#### PROVIDED DATA
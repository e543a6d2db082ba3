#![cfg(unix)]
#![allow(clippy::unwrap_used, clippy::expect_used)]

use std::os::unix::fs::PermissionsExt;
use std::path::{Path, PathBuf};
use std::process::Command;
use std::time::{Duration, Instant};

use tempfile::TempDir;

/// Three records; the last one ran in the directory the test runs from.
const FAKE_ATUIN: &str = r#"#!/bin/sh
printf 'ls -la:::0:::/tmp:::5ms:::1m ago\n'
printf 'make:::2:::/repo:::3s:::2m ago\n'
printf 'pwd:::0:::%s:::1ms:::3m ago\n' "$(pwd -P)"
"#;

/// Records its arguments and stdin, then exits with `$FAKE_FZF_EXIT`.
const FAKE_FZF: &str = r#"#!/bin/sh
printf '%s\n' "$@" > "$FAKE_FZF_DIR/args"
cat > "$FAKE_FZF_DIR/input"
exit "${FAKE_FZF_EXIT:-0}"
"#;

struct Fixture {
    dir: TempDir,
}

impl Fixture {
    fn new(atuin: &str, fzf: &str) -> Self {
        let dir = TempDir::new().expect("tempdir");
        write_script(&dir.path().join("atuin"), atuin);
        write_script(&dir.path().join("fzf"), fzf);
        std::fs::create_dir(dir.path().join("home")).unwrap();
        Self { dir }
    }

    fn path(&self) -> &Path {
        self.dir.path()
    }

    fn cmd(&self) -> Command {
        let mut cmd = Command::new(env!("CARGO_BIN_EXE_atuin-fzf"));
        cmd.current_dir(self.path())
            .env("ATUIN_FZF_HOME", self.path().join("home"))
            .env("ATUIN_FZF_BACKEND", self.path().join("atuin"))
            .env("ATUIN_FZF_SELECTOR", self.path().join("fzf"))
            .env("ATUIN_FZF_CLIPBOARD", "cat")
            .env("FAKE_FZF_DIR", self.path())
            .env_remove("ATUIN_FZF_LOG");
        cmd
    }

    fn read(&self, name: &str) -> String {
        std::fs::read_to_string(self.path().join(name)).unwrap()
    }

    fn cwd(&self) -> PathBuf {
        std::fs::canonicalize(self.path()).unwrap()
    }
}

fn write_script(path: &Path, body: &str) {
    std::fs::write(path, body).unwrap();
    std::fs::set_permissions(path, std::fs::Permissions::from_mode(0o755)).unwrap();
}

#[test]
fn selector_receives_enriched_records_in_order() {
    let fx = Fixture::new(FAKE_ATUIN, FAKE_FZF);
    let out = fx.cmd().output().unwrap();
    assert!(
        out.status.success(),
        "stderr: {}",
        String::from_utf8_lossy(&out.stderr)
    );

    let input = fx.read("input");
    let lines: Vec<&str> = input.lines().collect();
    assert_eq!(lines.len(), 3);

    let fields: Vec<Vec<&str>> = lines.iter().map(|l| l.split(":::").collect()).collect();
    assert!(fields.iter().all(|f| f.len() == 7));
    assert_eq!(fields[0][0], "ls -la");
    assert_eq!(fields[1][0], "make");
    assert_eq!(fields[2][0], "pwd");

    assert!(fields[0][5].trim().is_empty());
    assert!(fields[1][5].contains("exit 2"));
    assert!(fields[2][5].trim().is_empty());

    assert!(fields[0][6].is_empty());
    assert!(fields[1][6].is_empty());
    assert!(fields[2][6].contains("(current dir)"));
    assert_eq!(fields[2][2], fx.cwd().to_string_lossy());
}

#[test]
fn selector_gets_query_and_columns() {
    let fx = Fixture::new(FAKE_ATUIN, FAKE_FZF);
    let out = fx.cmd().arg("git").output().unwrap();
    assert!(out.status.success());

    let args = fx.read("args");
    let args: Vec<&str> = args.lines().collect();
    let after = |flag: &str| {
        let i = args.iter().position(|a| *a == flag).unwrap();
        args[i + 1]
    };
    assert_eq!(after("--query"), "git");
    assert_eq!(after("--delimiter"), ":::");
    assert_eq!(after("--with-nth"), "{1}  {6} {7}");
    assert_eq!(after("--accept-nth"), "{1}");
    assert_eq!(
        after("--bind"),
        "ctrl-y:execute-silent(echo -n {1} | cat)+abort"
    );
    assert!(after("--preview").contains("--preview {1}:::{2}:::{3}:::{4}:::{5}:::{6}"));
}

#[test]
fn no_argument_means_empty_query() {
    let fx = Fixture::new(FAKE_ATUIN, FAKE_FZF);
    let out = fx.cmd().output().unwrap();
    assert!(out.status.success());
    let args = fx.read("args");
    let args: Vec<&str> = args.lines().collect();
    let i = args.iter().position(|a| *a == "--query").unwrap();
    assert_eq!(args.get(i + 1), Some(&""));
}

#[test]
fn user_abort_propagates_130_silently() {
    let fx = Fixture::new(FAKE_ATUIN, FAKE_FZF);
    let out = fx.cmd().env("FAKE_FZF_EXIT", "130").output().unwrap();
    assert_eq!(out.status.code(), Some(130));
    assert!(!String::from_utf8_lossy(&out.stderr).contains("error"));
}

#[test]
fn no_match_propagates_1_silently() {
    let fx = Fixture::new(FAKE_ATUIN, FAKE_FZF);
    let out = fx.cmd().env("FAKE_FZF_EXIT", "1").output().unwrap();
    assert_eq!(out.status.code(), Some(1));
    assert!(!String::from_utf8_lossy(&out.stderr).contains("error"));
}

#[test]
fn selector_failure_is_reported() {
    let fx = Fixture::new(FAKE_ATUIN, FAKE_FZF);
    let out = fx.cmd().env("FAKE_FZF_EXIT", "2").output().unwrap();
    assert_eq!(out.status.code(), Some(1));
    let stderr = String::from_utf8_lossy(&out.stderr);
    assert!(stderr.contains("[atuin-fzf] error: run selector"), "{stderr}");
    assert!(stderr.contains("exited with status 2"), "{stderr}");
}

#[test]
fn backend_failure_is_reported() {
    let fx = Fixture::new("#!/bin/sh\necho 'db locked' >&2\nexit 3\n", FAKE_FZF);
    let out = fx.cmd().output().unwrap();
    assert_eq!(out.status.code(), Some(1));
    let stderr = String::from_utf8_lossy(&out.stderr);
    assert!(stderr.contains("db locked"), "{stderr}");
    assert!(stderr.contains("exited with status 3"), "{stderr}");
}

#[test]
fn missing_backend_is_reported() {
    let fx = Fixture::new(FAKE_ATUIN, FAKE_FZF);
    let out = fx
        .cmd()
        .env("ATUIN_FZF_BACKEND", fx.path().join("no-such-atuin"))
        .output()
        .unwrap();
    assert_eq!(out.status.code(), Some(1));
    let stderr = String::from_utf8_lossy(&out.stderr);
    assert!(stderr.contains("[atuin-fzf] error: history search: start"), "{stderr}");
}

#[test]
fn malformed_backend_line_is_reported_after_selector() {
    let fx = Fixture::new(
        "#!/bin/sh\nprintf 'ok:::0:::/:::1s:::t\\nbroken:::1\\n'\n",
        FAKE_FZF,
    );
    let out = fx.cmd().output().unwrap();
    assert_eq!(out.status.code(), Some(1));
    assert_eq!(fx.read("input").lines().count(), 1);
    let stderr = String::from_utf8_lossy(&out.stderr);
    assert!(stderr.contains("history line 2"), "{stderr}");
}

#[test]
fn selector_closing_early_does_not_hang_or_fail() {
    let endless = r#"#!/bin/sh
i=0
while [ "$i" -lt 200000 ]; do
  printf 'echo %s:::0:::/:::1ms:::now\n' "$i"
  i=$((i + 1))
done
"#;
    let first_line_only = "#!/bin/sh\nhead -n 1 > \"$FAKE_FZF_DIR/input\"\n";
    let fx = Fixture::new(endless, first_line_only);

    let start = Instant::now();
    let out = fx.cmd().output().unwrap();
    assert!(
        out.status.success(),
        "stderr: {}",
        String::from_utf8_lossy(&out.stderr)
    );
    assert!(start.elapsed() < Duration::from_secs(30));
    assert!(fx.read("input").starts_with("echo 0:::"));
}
########
INSTRUCTIONS FOR THE TASK =>
Which of the lines in the data contain the string "history"? Return each one.

RESULT =>
    assert!(stderr.contains("[atuin-fzf] error: history search: start"), "{stderr}");
    assert!(stderr.contains("history line 2"), "{stderr}");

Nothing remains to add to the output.